I have been around horses for quite some years but I have never heard this allergic reaction described as hay fever (as in the same problem that humans suffer with). I don't get it myself, for which I am very grateful, but I do have friends that do, and can see the misery it causes, so I can assume that it is equally uncomfortable for a horse. Although the season is closing, I thought I'd still take a look at what it's all about so you can be on the lookout for it nest year. Apparently it's a fairly common condition seen in young and old horses alike, and it's an allergic Respiratory Disease.
Unlike humans, horses that have allergies tend to show more flu like symptoms and less sinus and nasal effects. Their lungs become inflamed and are more likely to get viral and bacterial infections. The horse owner sees this as frequent (recurrent) 'chest colds' that the horse never quite gets over, as I did, before I heard that it was in fact a form of hay fever. Other symptoms include coughing, a lot of eye discharge and they get tired easily. There are many causes of allergic Respiratory Disease but some are more common. Several types of mould spores and weeds found in otherwise high quality hay or straw seem to bother many horses.
This is a seasonal thing, so for the horse at pasture the problem may only be seen in spring and summer. However, hay that is taken from local fields can be a year round problem. Each year, the horse usually shows more symptoms as its reaction to the problem gets stronger and stronger. Treatment of this problem can be as simple as keeping your horse outside where air circulation is available (fresh air versus stagnant dust filled air). If your horse must stay in the stall most or all of the time, try to store your hay in a separate place and ensure good airflow in the barn.

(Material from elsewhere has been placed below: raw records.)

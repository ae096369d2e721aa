//! Command-line interface for addon-config

pub mod commands;
pub mod models;
pub mod output;

use clap::{Parser, Subcommand};
use std::path::PathBuf;

use crate::domain::models::Settings;
use commands::{AddonsArgs, ResolveArgs};

#[derive(Parser, Debug)]
#[command(
    name = "addon-config",
    version,
    about = "Resolve cloud add-on environment variables into application configuration"
)]
pub struct Cli {
    /// Output results as JSON
    #[arg(long, global = true)]
    pub json: bool,

    /// Settings file (defaults to ./addon-config.yaml when present)
    #[arg(long, global = true, value_name = "FILE", env = "ADDON_CONFIG_SETTINGS")]
    pub settings: Option<PathBuf>,

    /// Read the Postmark relay host from POSTMARK_SMTP_SERVER instead of writing its name
    #[arg(long, global = true)]
    pub postmark_server_from_env: bool,

    #[command(subcommand)]
    pub command: Commands,
}

#[derive(Subcommand, Debug)]
pub enum Commands {
    /// Resolve the current environment and print the resulting configuration
    Resolve(ResolveArgs),
    /// Show which add-ons are attached, without printing values
    Addons(AddonsArgs),
}

impl Cli {
    /// Apply command-line overrides on top of loaded settings.
    pub fn apply_overrides(&self, settings: &mut Settings) {
        if self.postmark_server_from_env {
            settings.resolver.postmark_server_from_env = true;
        }
    }
}

/// Report a command failure and exit non-zero.
pub fn handle_error(err: &anyhow::Error, json_mode: bool) -> ! {
    if json_mode {
        let body = serde_json::json!({ "error": format!("{err:#}") });
        println!("{}", serde_json::to_string_pretty(&body).unwrap_or_default());
    } else {
        eprintln!("Error: {err:#}");
    }
    std::process::exit(1);
}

If it is cold, put a blanket on the horse and soak the hay fed to the horse in water first. If the problem is not taken care of by the above steps, then you need to speak to your Vet. To find out the cause, the vet can do a simple procedure that looks at the fluid and cells in the horse's lungs to see how bad the allergy is.
Secondly, there is a relatively new blood test that can specifically determine what 'things' the horse is allergic to and allows them to find a 'customized' treatment for that individual horse. Other general treatments include corticosteroids (cortisone) and bronchodilators (like those taken by human asthma patients). The important thing to realize is that recognizing your horse has this problem is more than half the battle. Once that is done, proper treatment can dramatically improve the usefulness of your horse.
I was very grateful when it was pointed out to me, although I will admit to feeling a bit stupid at the time. However now I know what it is, I can deal with it, so a little stupidity has bought me some knowledge that I can now use to keep my beautiful horses in better health, so that's a price I will gladly pay any time.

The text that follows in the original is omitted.